**Dataset entries**
impl Database {
    /// Connect and provision the backend the configuration selects.
    ///
    /// With remote credentials present the remote tier is provisioned
    /// immediately; an infrastructure-class failure there degrades to a
    /// local tier right away (in fallback mode) instead of failing startup.
    /// Without credentials the embedded file is used, and without a usable
    /// file the in-memory tables.
    ///
    /// # Errors
    /// Propagates provisioning failures (startup should fail loudly), and
    /// remote failures that are not eligible for degradation.
    pub async fn connect(config: DataConfig) -> Result<Self, DbError> {
        Self::connect_inner(config, true).await
    }

    /// Connect to a different remote database under the same account, for
    /// auxiliary read-mostly datasets. Skips schema provisioning.
    pub async fn connect_auxiliary(mut config: DataConfig, database_id: &str) -> Result<Self, DbError> {
        if let Some(remote) = config.remote.as_mut() {
            remote.database_id = database_id.to_string();
        }
        Self::connect_inner(config, false).await
    }

    /// Connect using the process environment.
    pub async fn from_env() -> Result<Self, DbError> {
        Self::connect(DataConfig::from_env()).await
    }

    /// A handle backed purely by the in-memory tables. No provisioning is
    /// needed; DDL is a no-op on this tier.
    pub fn in_memory() -> Self {
        Self {
            inner: Arc::new(TierState::Local(Arc::new(LocalTier::Memory(MemoryDb::new())))),
        }
    }

    async fn connect_inner(config: DataConfig, provision: bool) -> Result<Self, DbError> {
        match config.remote {
            Some(remote_config) => {
                let client = RemoteClient::new(&remote_config)?;
                let fallback = FallbackSlot::default();

                if provision {
                    if let Err(err) = schema::ensure_schema(&client).await {
                        match err {
                            DbError::Remote(remote_err) => {
                                // Degrades on infrastructure-class failures,
                                // propagates otherwise.
                                degrade(
                                    config.fallback_mode,
                                    remote_err,
                                    &fallback,
                                    &config.sqlite_path,
                                )
                                .await?;
                            }
                            other => return Err(other),
                        }
                    }
                }

                let db = Self {
                    inner: Arc::new(TierState::Remote {
                        client,
                        mode: config.fallback_mode,
                        sqlite_path: config.sqlite_path,
                        fallback,
                    }),
                };
                tracing::info!(tier = %db.tier(), "Data layer connected");
                Ok(db)
            }
            None => {
                let tier = Arc::new(open_local(&config.sqlite_path).await?);
                tracing::info!(tier = %tier.kind(), "Data layer connected");
                Ok(Self {
                    inner: Arc::new(TierState::Local(tier)),
                })
            }
        }
    }

    /// Prepare a statement. For the in-memory tier the SQL is compiled here,
    /// once, rather than on every execution.
    pub fn prepare(&self, sql: impl Into<String>) -> Statement {
        let statement = Statement {
            db: self.clone(),
            sql: sql.into(),
            plan: OnceLock::new(),
        };
        if self.tier() == TierKind::Memory {
            let _ = statement.plan();
        }
        statement
    }

    /// The tier currently answering statements.
    pub fn tier(&self) -> TierKind {
        match &*self.inner {
            TierState::Local(local) => local.kind(),
            TierState::Remote { fallback, .. } => fallback
                .current()
                .map(|local| local.kind())
                .unwrap_or(TierKind::Remote),
        }
    }

    /// Drop the fallback adapter and re-arm the degradation latch.
    ///
    /// Intended for test harnesses; a process that has degraded otherwise
    /// stays degraded for its lifetime.
    pub fn reset(&self) {
        if let TierState::Remote { fallback, .. } = &*self.inner {
            fallback.clear();
        }
    }

    /// Pick the first of `candidates` that exists as a column on `table`,
    /// falling back to the first candidate when none do.
    ///
    /// Callers use this where the deployed schema has drifted across
    /// environments and more than one column name may hold the same data.
    pub async fn existing_column(
        &self,
        table: &str,
        candidates: &[&str],
    ) -> Result<Option<String>, DbError> {
        let rows = self
            .prepare(format!("PRAGMA table_info({table})"))
            .all(&[])
            .await?;
        let present: HashSet<&str> = rows
            .iter()
            .filter_map(|row| row.get("name"))
            .filter_map(SqlValue::as_text)
            .collect();

        for candidate in candidates {
            if present.contains(candidate) {
                return Ok(Some((*candidate).to_string()));
            }
        }
        Ok(candidates.first().map(|c| (*c).to_string()))
    }
}

// =============================================================================
// Statements
// =============================================================================

/// A prepared statement bound to one SQL text.
///
/// Remote and embedded tiers receive the text verbatim; the in-memory tier
/// executes the compiled form. Execution routes through whichever tier the
/// owning [`Database`] has latched.
pub struct Statement {
    db: Database,
    sql: String,
    plan: OnceLock<ParsedStatement>,
}

impl std::fmt::Debug for Statement {
    fn fmt(&self, f: &mut std::fmt::Formatter<'_>) -> std::fmt::Result {
        f.debug_struct("Statement").field("sql", &self.sql).finish()
    }
}

impl Statement {
    /// The SQL text this statement was prepared from.
    pub fn sql(&self) -> &str {
        &self.sql
    }

    fn plan(&self) -> &ParsedStatement {
        self.plan.get_or_init(|| sql::parse(&self.sql))
    }

    /// Execute and return every matching row. No match is an empty vector,
    /// never an error.
    pub async fn all(&self, params: &[SqlValue]) -> Result<Vec<Row>, DbError> {
        match &*self.db.inner {
            TierState::Local(local) => self.local_all(local, params),
            TierState::Remote {
                client,
                mode,
                sqlite_path,
                fallback,
            } => {
                if let Some(local) = fallback.current() {
                    return self.local_all(&local, params);
                }
                match client.query(&self.sql, params).await {
                    Ok(output) => Ok(output.rows),
                    Err(err) => {
                        let local = degrade(*mode, err, fallback, sqlite_path).await?;
                        self.local_all(&local, params)
                    }
                }
            }
        }
    }

    /// Execute and return the first matching row, or `None`.
    pub async fn get(&self, params: &[SqlValue]) -> Result<Option<Row>, DbError> {
        match &*self.db.inner {
            TierState::Local(local) => self.local_get(local, params),
            TierState::Remote {
                client,
                mode,
                sqlite_path,
                fallback,
            } => {
                if let Some(local) = fallback.current() {
                    return self.local_get(&local, params);
                }
                match client.query(&self.sql, params).await {
                    Ok(output) => Ok(output.rows.into_iter().next()),
                    Err(err) => {
                        let local = degrade(*mode, err, fallback, sqlite_path).await?;
                        self.local_get(&local, params)
                    }
                }
            }
        }
    }

    /// Execute a write and report rows affected plus, for inserts, the
    /// generated or provided identifier.
    pub async fn run(&self, params: &[SqlValue]) -> Result<ExecResult, DbError> {
        match &*self.db.inner {
            TierState::Local(local) => self.local_run(local, params),
            TierState::Remote {
                client,
                mode,
                sqlite_path,
                fallback,
            } => {
                if let Some(local) = fallback.current() {
                    return self.local_run(&local, params);
                }
                match client.query(&self.sql, params).await {
                    Ok(output) => Ok(ExecResult {
                        changes: output.meta.changes.unwrap_or(0),
                        last_insert_id: output.meta.last_row_id.map(SqlValue::Integer),
                    }),
                    Err(err) => {
                        let local = degrade(*mode, err, fallback, sqlite_path).await?;
                        self.local_run(&local, params)
                    }
                }
            }
        }
    }

    fn local_all(&self, local: &LocalTier, params: &[SqlValue]) -> Result<Vec<Row>, DbError> {
        match local {
            LocalTier::Embedded(db) => db.query_all(&self.sql, params),
            LocalTier::Memory(db) => Ok(db.execute_all(self.plan(), params)),
        }
    }

    fn local_get(&self, local: &LocalTier, params: &[SqlValue]) -> Result<Option<Row>, DbError> {
        match local {
            LocalTier::Embedded(db) => db.query_get(&self.sql, params),
            LocalTier::Memory(db) => Ok(db.execute_get(self.plan(), params)),
        }
    }

    fn local_run(&self, local: &LocalTier, params: &[SqlValue]) -> Result<ExecResult, DbError> {
        match local {
            LocalTier::Embedded(db) => db.execute(&self.sql, params),
            LocalTier::Memory(db) => Ok(db.execute_run(self.plan(), params)),
        }
    }
}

**Instructions to follow**
Return exactly, and only, the lines from the start of the listing through the line with "same account, for".

**Written response**
impl Database {
    /// Connect and provision the backend the configuration selects.
    ///
    /// With remote credentials present the remote tier is provisioned
    /// immediately; an infrastructure-class failure there degrades to a
    /// local tier right away (in fallback mode) instead of failing startup.
    /// Without credentials the embedded file is used, and without a usable
    /// file the in-memory tables.
    ///
    /// # Errors
    /// Propagates provisioning failures (startup should fail loudly), and
    /// remote failures that are not eligible for degradation.
    pub async fn connect(config: DataConfig) -> Result<Self, DbError> {
        Self::connect_inner(config, true).await
    }

    /// Connect to a different remote database under the same account, for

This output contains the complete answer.